The blockchain implementation

Many players have decided to take advantage of Blockchain technology to offer an improved customer experience. For example, you can discover the different stages of a product’s life through a QR code. Labeyrie announced in November 2019 a partnership with IBM to implement a Blockchain to better control information along the taming chain. This project comes to life around two of the brand’s flagship products, “the large Norwegian Arctic Circle smoked salmon 4 slices” and “the Norwegian smoked salmon 4 slices”. The information written in the Blockchain can be read using a QR code located on the packaging package. The consumer, by scanning it, has access to a lot of information about the product such as the farm where it was raised, the food with which it was fed, any treatments it may have received, the date it was prepared, etc. Confidence in the accuracy of this information comes from the fact that each actor in the supply chain is responsible for the data they enter in the Blockchain since it is dated and signed. Nevertheless, it is here that an important point should be stressed: it is not possible a priori to certify the accuracy of the information entered in the Blockchain. The only certainty offered by Blockchain technology is that once registered, the information can no longer be altered. For example, there is nothing to prevent a dishonest intermediary from entering incorrect information about the origin of the salmon. On the other hand, will he do so if he knows that the day a scandal breaks out, we can trace it back to him? If he cannot answer in the negative with certainty, it can be agreed that he will think about it at least twice.
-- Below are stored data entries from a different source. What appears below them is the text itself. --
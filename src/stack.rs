//! Orchestration: context, physical interfaces, startup validation,
//! stream and worker lifecycle, the main timer loop and teardown.
//!
//! There is no ambient global state; everything lives in a `Context`
//! value created at startup and threaded through the I/O and stream
//! engines by reference.

use ipnetwork::{Ipv4Network, Ipv6Network};
use pnet::datalink;
use pnet::util::MacAddr;

use std::collections::HashMap;
use std::fmt;
use std::sync::atomic::{AtomicBool, Ordering};
use std::sync::{Arc, Mutex, MutexGuard};
use std::time::{Duration, Instant};

use config::{Config, IoModeConfig};
use handlers::{NullHandlers, PcapSink, ProtocolHandlers};
use io::{self, IoBackend, IoDirection, IoHandle, IoThread, MmapRing, RawLink};
use netif::{self, A10nspInterface, AccessInterface, NetifIpv4, NetifIpv6, NetworkInterface};
use packet::bbl::{BblDirection, BblSubType};
use packet::{EthernetFrame, Icmpv6Fields, L3, L4, PppPayloadFields, UdpPayload,
             ICMPV6_TYPE_ROUTER_ADVERTISEMENT};
use session::{Session, SessionKey};
use stats::InterfaceStats;
use stream::{self, DirectionConfig, FlowRegistry, Scheduler, Stream, StreamConfig};
use timer::TimerRoot;
use {config, ConfigError};

/// Error returned upon invalid usage or state of the stack.
#[derive(Debug)]
pub enum StackError {
    Config(ConfigError),
    DuplicateFlow(u64),
    InvalidInterface(String),
    IoError(::std::io::Error),
}

impl From<ConfigError> for StackError {
    fn from(e: ConfigError) -> StackError {
        StackError::Config(e)
    }
}

impl From<::std::io::Error> for StackError {
    fn from(e: ::std::io::Error) -> StackError {
        StackError::IoError(e)
    }
}

impl fmt::Display for StackError {
    fn fmt(&self, f: &mut fmt::Formatter) -> fmt::Result {
        match *self {
            StackError::Config(ref e) => write!(f, "configuration error: {}", e),
            StackError::DuplicateFlow(flow_id) => write!(f, "duplicate flow id {}", flow_id),
            StackError::InvalidInterface(ref name) => write!(f, "invalid interface {}", name),
            StackError::IoError(ref e) => write!(f, "io error: {}", e),
        }
    }
}

pub type StackResult<T> = Result<T, StackError>;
Despite this restriction, implementing a Blockchain allows brands to launch a global reflection on the digitalization of their supply chains and to make the different stakeholders work together towards a common objective. Blockchain technology is thus transformed into a test laboratory to test innovative solutions in order to improve the traceability of information. For example, diamond dealer De Beers has developed Tracr a Blockchain technology to authenticate the origin and authenticity of a diamond through its characteristics providing it with a unique signature. This platform makes it possible, on the one hand, to fight against blood diamonds and, on the other hand, against possible forgeries or imitations, thereby preserving the brand’s image.
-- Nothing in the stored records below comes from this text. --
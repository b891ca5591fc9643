//! IPv4, IPv6 and UDP payload builders, plus multicast address
//! derivation helpers.

use pnet::packet::ip::IpNextHeaderProtocol;
use pnet::packet::ipv4::{self, MutableIpv4Packet};
use pnet::packet::ipv6::MutableIpv6Packet;
use pnet::packet::udp::MutableUdpPacket;
use pnet::packet::MutablePacket;
use pnet::util::MacAddr;

use std::net::{Ipv4Addr, Ipv6Addr};

use packet::ethernet::EthernetPayload;
use packet::{ETH_TYPE_IPV4, ETH_TYPE_IPV6};
use Payload;

/// Trait for anything wishing to be the payload of an IPv4 packet.
pub trait Ipv4Payload: Payload {
    fn protocol(&self) -> u8;
}

/// Trait for anything wishing to be the payload of an IPv6 packet.
pub trait Ipv6Payload: Payload {
    fn next_header(&self) -> u8;
}

/// Builder for IPv4 headers around any `Ipv4Payload`.
pub struct Ipv4Builder<P: Ipv4Payload> {
    src: Ipv4Addr,
    dst: Ipv4Addr,
    tos: u8,
    ttl: u8,
    identification: u16,
    dont_fragment: bool,
    payload: P,
}

impl<P: Ipv4Payload> Ipv4Builder<P> {
    pub fn new(src: Ipv4Addr, dst: Ipv4Addr, payload: P) -> Self {
        Ipv4Builder {
            src: src,
            dst: dst,
            tos: 0,
            ttl: 64,
            identification: 0,
            dont_fragment: false,
            payload: payload,
        }
    }

    pub fn tos(mut self, tos: u8) -> Self {
        self.tos = tos;
        self
    }

    pub fn ttl(mut self, ttl: u8) -> Self {
        self.ttl = ttl;
        self
    }

    pub fn identification(mut self, identification: u16) -> Self {
        self.identification = identification;
        self
    }

    pub fn dont_fragment(mut self, df: bool) -> Self {
        self.dont_fragment = df;
        self
    }
}

impl<P: Ipv4Payload> Payload for Ipv4Builder<P> {
    fn len(&self) -> usize {
        MutableIpv4Packet::minimum_packet_size() + self.payload.len()
    }

    fn build(&mut self, buffer: &mut [u8]) {
        let total_length = buffer.len() as u16;
        {
            let mut pkg = MutableIpv4Packet::new(buffer).unwrap();
            pkg.set_version(4);
            pkg.set_header_length(5);
            pkg.set_dscp(self.tos >> 2);
            pkg.set_ecn(self.tos & 0x3);
            pkg.set_total_length(total_length);
            pkg.set_identification(self.identification);
            pkg.set_flags(if self.dont_fragment { 0b010 } else { 0 });
            pkg.set_fragment_offset(0);
            pkg.set_ttl(self.ttl);
            pkg.set_next_level_protocol(IpNextHeaderProtocol(self.payload.protocol()));
            pkg.set_source(self.src);
            pkg.set_destination(self.dst);
            self.payload.build(pkg.payload_mut());
            let checksum = ipv4::checksum(&pkg.to_immutable());
            pkg.set_checksum(checksum);
        }
    }
}

impl<P: Ipv4Payload> EthernetPayload for Ipv4Builder<P> {
    fn ether_type(&self) -> u16 {
        ETH_TYPE_IPV4
    }
}

/// Builder for IPv6 headers around any `Ipv6Payload`.
pub struct Ipv6Builder<P: Ipv6Payload> {
    src: Ipv6Addr,
    dst: Ipv6Addr,
    traffic_class: u8,
    hop_limit: u8,
    payload: P,
}

impl<P: Ipv6Payload> Ipv6Builder<P> {
    pub fn new(src: Ipv6Addr, dst: Ipv6Addr, payload: P) -> Self {
        Ipv6Builder {
            src: src,
            dst: dst,
            traffic_class: 0,
            hop_limit: 64,
            payload: payload,
        }
    }

    pub fn traffic_class(mut self, tc: u8) -> Self {
        self.traffic_class = tc;
        self
    }

    pub fn hop_limit(mut self, hop_limit: u8) -> Self {
        self.hop_limit = hop_limit;
        self
    }

    pub fn src(&self) -> Ipv6Addr {
        self.src
    }

    pub fn dst(&self) -> Ipv6Addr {
        self.dst
    }
}

impl<P: Ipv6Payload> Payload for Ipv6Builder<P> {
    fn len(&self) -> usize {
        MutableIpv6Packet::minimum_packet_size() + self.payload.len()
    }

    fn build(&mut self, buffer: &mut [u8]) {
        let payload_length = self.payload.len() as u16;
        let mut pkg = MutableIpv6Packet::new(buffer).unwrap();
        pkg.set_version(6);
        pkg.set_traffic_class(self.traffic_class);
        pkg.set_flow_label(0);
        pkg.set_payload_length(payload_length);
        pkg.set_next_header(IpNextHeaderProtocol(self.payload.next_header()));
        pkg.set_hop_limit(self.hop_limit);
        pkg.set_source(self.src);
        pkg.set_destination(self.dst);
        self.payload.build(pkg.payload_mut());
    }
}

impl<P: Ipv6Payload> EthernetPayload for Ipv6Builder<P> {
    fn ether_type(&self) -> u16 {
        ETH_TYPE_IPV6
    }
}

/// Builder for UDP datagrams.
///
/// The checksum is left at zero: stream payloads are rewritten per
/// packet after the template is built, and the embedded record carries
/// its own sequence integrity.
pub struct UdpBuilder<P: Payload> {
    src: u16,
    dst: u16,
    payload: P,
}

impl<P: Payload> UdpBuilder<P> {
    pub fn new(src: u16, dst: u16, payload: P) -> Self {
        UdpBuilder {
            src: src,
            dst: dst,
            payload: payload,
        }
    }
}

impl<P: Payload> Payload for UdpBuilder<P> {
    fn len(&self) -> usize {
        MutableUdpPacket::minimum_packet_size() + self.payload.len()
    }

    fn build(&mut self, buffer: &mut [u8]) {
        let length = buffer.len() as u16;
        let mut pkg = MutableUdpPacket::new(buffer).unwrap();
        pkg.set_source(self.src);
        pkg.set_destination(self.dst);
        pkg.set_length(length);
        pkg.set_checksum(0);
        self.payload.build(pkg.payload_mut());
    }
}

impl<P: Payload> Ipv4Payload for UdpBuilder<P> {
    fn protocol(&self) -> u8 {
        17
    }
}

impl<P: Payload> Ipv6Payload for UdpBuilder<P> {
    fn next_header(&self) -> u8 {
        17
    }
}

/// Derived destination MAC for an IPv4 multicast group:
/// `01:00:5e` followed by the low 23 bits of the group address.
pub fn ipv4_multicast_mac(group: Ipv4Addr) -> MacAddr {
    let octets = group.octets();
    MacAddr::new(0x01, 0x00, 0x5e, octets[1] & 0x7f, octets[2], octets[3])
}

/// Solicited-node multicast address for neighbor solicitation of
/// `target`: `ff02::1:ffXX:XXXX` with the low 24 bits of the target.
pub fn ipv6_solicited_node_multicast(target: &Ipv6Addr) -> Ipv6Addr {
    let octets = target.octets();
    Ipv6Addr::new(0xff02,
                  0,
                  0,
                  0,
                  0,
                  1,
                  0xff00 | octets[13] as u16,
                  (octets[14] as u16) << 8 | octets[15] as u16)
}

/// Derived destination MAC for an IPv6 multicast address:
/// `33:33` followed by the low 32 bits.
pub fn ipv6_multicast_mac(group: &Ipv6Addr) -> MacAddr {
    let octets = group.octets();
    MacAddr::new(0x33, 0x33, octets[12], octets[13], octets[14], octets[15])
}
The globalization of supply chains that emerged in the second half of the 20th century has led to an increasing complexity of supply chains, making the notion of the “origin” of a consumer object more and more complex. This phenomenon, accentuated by the many health and social scandals and greater consumer demand, has resulted in a breakdown in the bonds of trust between brands and consumers. To address this, Blockchain technology, whose fundamental principles are based on the decentralization of trust and the inviolability of the information contained therein, offers an appropriate solution to accelerate the digital transformation of supply chains.